TASK_AUTHORING_GUIDE.md

Task Implementation Guide

Goal

Craft verifiable procedural data generator targetting speficic capabilities. The data should be useful to learn cognitive primitives for language understanding and processing skill. Data is intended designed for both pre-training (next token prediction) or post-training. The data should provide high structural variety, but lexical/surface variety is not a priority. This data should be used alongside natural data already providing surface variations.

Implement tasks that are:

• concise in code, easy to audit
• preferaby solver-backed (use strong external libraries instead of re-implementing),
• distributionally broad (high structural variety),
• verifiable, formal and robustly scorable (score_answer(generate().answer) == 1).
• favour answer uniqueness if possible (e.g. specify lexicographic order) to ease next token prediction training.

Core Contract (from reasoning_core/template.py)

Every task should provide:

• Config subclass with update(self, c).
• Task subclass implementing:
  • generate(self) -> Problem
  • prompt(self, metadata) -> str
  • score_answer(self, answer, entry) -> float | Reward (or rely on default exact match)

Problem must include:

• metadata (dict/easydict),
• answer (ground-truth string),

Task.generate_example(...) automatically adds metadata:

• _task, _level, _config, _time, _prompt_tokens, _cot_tokens.

Config and Difficulty Scaling

Base Config protected fields:

• c: difficulty step size,
• level: current level,
• seed: RNG seed (do not use it. do not seed anything explictly unless it is requested.)
• size: optional dataset size.

Important behavior:

• Int-typed fields (except level/size/seed) are tracked internally as floats and stochastically rounded on read.
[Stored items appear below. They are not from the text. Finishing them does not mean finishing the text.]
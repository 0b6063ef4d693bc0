//! Card style scenarios: settings document in, rendered classes out.

use topic_cards::export::CardClasses;
use topic_cards::models::{CategoryId, Variant, Viewport};
use topic_cards::services::{resolve, resolve_all};

mod fixtures;
use fixtures::*;

/// Renders the card classes a category gets on a viewport.
fn render(yaml: &str, category: u64, viewport: Viewport) -> CardClasses {
    let settings = settings(yaml);
    let style = resolve(CategoryId::new(category), viewport, &settings.style);
    CardClasses::render(&style, &settings.style)
}

fn assert_style(classes: &CardClasses, expected: &str) {
    assert!(
        classes
            .container
            .contains(&format!("topic-cards-list--{expected}")),
        "container should be {expected}: {:?}",
        classes.container
    );
    assert!(
        classes.card.contains(&format!("topic-card--{expected}")),
        "card should be {expected}: {:?}",
        classes.card
    );
}

fn has(classes: &CardClasses, class: &str) -> bool {
    classes.card.iter().any(|c| c == class)
}

// ============================================================================
// Desktop membership + mobile token combinations
// ============================================================================

#[test]
fn test_desktop_list_mobile_list() {
    let yaml = desktop_membership_yaml(5, "list", "list");
    assert_style(&render(&yaml, 5, Viewport::Desktop), "list");
    assert_style(&render(&yaml, 5, Viewport::Mobile), "list");
}

#[test]
fn test_desktop_list_mobile_grid() {
    let yaml = desktop_membership_yaml(5, "list", "grid");
    assert_style(&render(&yaml, 5, Viewport::Desktop), "list");
    assert_style(&render(&yaml, 5, Viewport::Mobile), "grid");
}

#[test]
fn test_desktop_grid_mobile_list() {
    let yaml = desktop_membership_yaml(5, "grid", "list");
    assert_style(&render(&yaml, 5, Viewport::Desktop), "grid");
    assert_style(&render(&yaml, 5, Viewport::Mobile), "list");
}

#[test]
fn test_desktop_grid_mobile_grid() {
    let yaml = desktop_membership_yaml(5, "grid", "grid");
    assert_style(&render(&yaml, 5, Viewport::Desktop), "grid");
    assert_style(&render(&yaml, 5, Viewport::Mobile), "grid");
}

// ============================================================================
// Membership-only examples
// ============================================================================

#[test]
fn test_list_on_both_viewports_via_membership() {
    let yaml = "\
list_view_categories: \"5\"
grid_view_categories: \"\"
mobile_list_view_categories: \"5\"
mobile_grid_view_categories: \"\"
";
    assert_style(&render(yaml, 5, Viewport::Desktop), "list");
    assert_style(&render(yaml, 5, Viewport::Mobile), "list");
}

#[test]
fn test_grid_desktop_none_mobile() {
    let yaml = "\
list_view_categories: \"\"
grid_view_categories: \"7\"
mobile_list_view_categories: \"\"
mobile_grid_view_categories: \"\"
";
    assert_style(&render(yaml, 7, Viewport::Desktop), "grid");
    assert!(render(yaml, 7, Viewport::Mobile).is_empty());

    let styles = resolve_all(CategoryId::new(7), &settings(yaml).style);
    assert_eq!(styles.desktop.variant, Variant::Grid);
    assert_eq!(styles.mobile.variant, Variant::None);
}

#[test]
fn test_empty_lists_with_token_use_token() {
    let yaml = "\
list_view_categories: \"\"
grid_view_categories: \"\"
card_style_desktop: grid
empty_category_fallback: none
";
    assert_style(&render(yaml, 4, Viewport::Desktop), "grid");
    assert!(render(yaml, 4, Viewport::Mobile).is_empty());
}

// ============================================================================
// Per-category styling
// ============================================================================

#[test]
fn test_per_category_styling() {
    let yaml = per_category_yaml();

    assert_style(&render(&yaml, LIST_CATEGORY, Viewport::Desktop), "list");
    assert_style(&render(&yaml, GRID_CATEGORY, Viewport::Desktop), "grid");

    let unconfigured = render(&yaml, UNCONFIGURED_CATEGORY, Viewport::Desktop);
    assert!(unconfigured.is_empty(), "{unconfigured:?}");
}

#[test]
fn test_category_in_both_lists_prefers_grid() {
    let yaml = "\
list_view_categories: \"9\"
grid_view_categories: \"9\"
card_style_mobile: grid
";
    let classes = render(yaml, 9, Viewport::Desktop);
    assert_style(&classes, "grid");
    assert!(!has(&classes, "topic-card--list"));
}

#[test]
fn test_category_in_both_lists_with_list_priority() {
    let yaml = "\
list_view_categories: \"9\"
grid_view_categories: \"9\"
category_priority: list
";
    assert_style(&render(yaml, 9, Viewport::Desktop), "list");
}

#[test]
fn test_empty_lists_fall_back_to_list() {
    let yaml = "\
list_view_categories: \"\"
grid_view_categories: \"\"
card_style_mobile: grid
";
    for category in [1, 2, 3] {
        assert_style(&render(yaml, category, Viewport::Desktop), "list");
    }
}

// ============================================================================
// Size constraints
// ============================================================================

#[test]
fn test_max_height_on_list_cards_only() {
    let yaml = "\
list_view_categories: \"5\"
grid_view_categories: \"6\"
card_style_mobile: list
set_card_max_height: true
card_max_height: 275
";
    let list = render(yaml, 5, Viewport::Desktop);
    assert!(has(&list, "has-max-height"));
    assert_eq!(list.style_attribute(), "--topic-card-max-height: 275px");

    let grid = render(yaml, 6, Viewport::Desktop);
    assert!(!has(&grid, "has-max-height"));
}

#[test]
fn test_max_width_on_grid_cards_only() {
    let yaml = "\
list_view_categories: \"5\"
grid_view_categories: \"6\"
card_style_mobile: grid
set_grid_card_max_width: true
grid_card_max_width: 360
";
    assert!(has(&render(yaml, 6, Viewport::Desktop), "has-max-width"));
    assert!(!has(&render(yaml, 5, Viewport::Desktop), "has-max-width"));
}

#[test]
fn test_grid_height_on_desktop_only() {
    let yaml = "\
list_view_categories: \"\"
grid_view_categories: \"6\"
card_style_mobile: grid
set_card_grid_height: true
card_grid_height: 420
";
    assert!(has(&render(yaml, 6, Viewport::Desktop), "has-grid-height"));
    assert!(!has(&render(yaml, 6, Viewport::Mobile), "has-grid-height"));
}

#[test]
fn test_independent_max_dimensions() {
    let yaml = "\
list_view_categories: \"5\"
grid_view_categories: \"\"
card_style_mobile: grid
set_card_max_height: true
card_max_height: 275
set_grid_card_max_width: true
grid_card_max_width: 360
";
    let desktop = render(yaml, 5, Viewport::Desktop);
    assert_style(&desktop, "list");
    assert!(has(&desktop, "has-max-height"));
    assert!(!has(&desktop, "has-max-width"));

    let mobile = render(yaml, 5, Viewport::Mobile);
    assert_style(&mobile, "grid");
    assert!(has(&mobile, "has-max-width"));
    assert!(!has(&mobile, "has-max-height"));
}

#[test]
fn test_modifier_order() {
    let classes = render(&all_constraints_yaml(), GRID_CATEGORY, Viewport::Desktop);
    assert_eq!(
        classes.card_attribute(),
        "topic-card topic-card--grid has-max-width has-grid-height"
    );
}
Design rules for update(c):

• monotonic difficulty increase,
• no mutation of c,
• keep generation solvable and diverse
• update should change knobs (problem sizes or reasoning depth, etc), not hardcode different subtasks (do not use "if level ... then ...")

Rough reference: Level 0 should be as simple as possible while ensuring diversity (for example in a task where we generate graphs for shortest path prediction, 3 nodes are not enough because the combinatorics run out quickly) Level 5 should be tough even for large LLMs.

Reasoning-Core Philosophy

1. External libraries first:

• Use domain solvers/parsers/symbolic engines (sympy, planning engines, grammar libs, etc.).
• Do not hand-roll complex validators/solvers if a stable library exists.

2. Concise generation logic:

• Keep task code short and auditable.
• Push heavy correctness checks to proven toolchains.

3. High generality of distribution:

• Randomize structure, not just surface text.
• Avoid narrow templates that overfit lexical patterns.
• Prefer configurable families of instances over one fixed style.

4. Reward quality over strict formatting:

• Reward semantic correctness first, with optional light format penalties.
• Use Reward(...) tags when useful for diagnostics.

Minimal Task Skeleton

from dataclasses import dataclass
from reasoning_core.template import Task, Problem, Config, edict
from reasoning_core.utils import score_scalar

@dataclass
class MyTaskConfig(Config):
    n_vars: int = 2
    depth: int = 3

    def update(self, c=1):
        # Used to scale difficulty
        # Values will be postprocessed, no need to cast as int explicitly
        self.n_vars += c
        self.depth += c

class MyTask(Task):
    # Do not put "Task" in the task name
    def __init__(self, config=MyTaskConfig()):
        # Constructor dunder method
        super().__init__(config=config)

    def generate(self):
        # Build instance using external libs when possible.
        metadata = edict({"equation": "...", "cot": "...optional..."})
        answer = "..."
        return Problem(metadata=metadata, answer=answer)

    def prompt(self, metadata):
        # Specify the answer format clearly, refer to it as "the answer" or "answer".
        # Do not use answer as a verb
        # The "wording logic" should be in the prompt and not buried in the code.
        return f"Solve for x: {metadata['equation']}\n Answer is a scalar."

    def score_answer(self, answer, entry):
        # Answer is the answer to score (e.g. LLM prediction)
        # entry is a problem; entry.answer is the ground truth
        # use ast.literal_eval for safety if evaluation is need
        return score_scalar(answer, entry)  # or custom semantic checker

Quality Checklist

• task = MyTask(); x = task.generate_example() works.
• task.score_answer(x.answer, x) == 1.
• Wrong/random answers do not all score 1.
• task.validate() passes.
• config.set_level(1) changes difficulty, not c.
• Prompt is unambiguous about output format.
• Metadata is ideally sufficient for offline debugging (instance params, optional cot entry).
• Metadata is not too large (should not blow up memory).

Registration and Discovery

• Any Task subclass in reasoning_core/tasks/*.py is auto-discovered by AST and lazy-loaded through reasoning_core.__init__.py.
• task_name defaults to snake_case class name.